» **Required work**
Please tally the lines below that contain the string "ClientError" and reply with that figure only.

» **Supplied material**

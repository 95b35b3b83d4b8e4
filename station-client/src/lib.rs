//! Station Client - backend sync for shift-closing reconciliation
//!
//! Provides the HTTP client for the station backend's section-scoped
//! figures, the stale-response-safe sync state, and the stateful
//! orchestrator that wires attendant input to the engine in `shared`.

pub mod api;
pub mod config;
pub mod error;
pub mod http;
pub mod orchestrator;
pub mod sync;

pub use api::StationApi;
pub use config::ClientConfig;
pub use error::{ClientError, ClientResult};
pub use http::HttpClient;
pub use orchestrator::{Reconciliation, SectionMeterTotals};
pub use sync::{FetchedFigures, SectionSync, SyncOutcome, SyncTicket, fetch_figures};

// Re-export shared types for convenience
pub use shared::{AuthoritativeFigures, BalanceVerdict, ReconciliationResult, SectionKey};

* * *

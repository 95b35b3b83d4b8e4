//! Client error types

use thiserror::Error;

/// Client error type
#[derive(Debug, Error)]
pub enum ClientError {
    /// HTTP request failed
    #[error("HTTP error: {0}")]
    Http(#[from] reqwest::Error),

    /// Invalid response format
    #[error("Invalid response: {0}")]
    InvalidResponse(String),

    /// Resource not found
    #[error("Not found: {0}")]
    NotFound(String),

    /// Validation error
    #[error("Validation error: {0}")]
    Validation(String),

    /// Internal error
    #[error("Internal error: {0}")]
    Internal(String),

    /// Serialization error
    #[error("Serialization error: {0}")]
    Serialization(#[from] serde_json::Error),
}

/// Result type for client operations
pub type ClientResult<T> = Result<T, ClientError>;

» **The answer**
3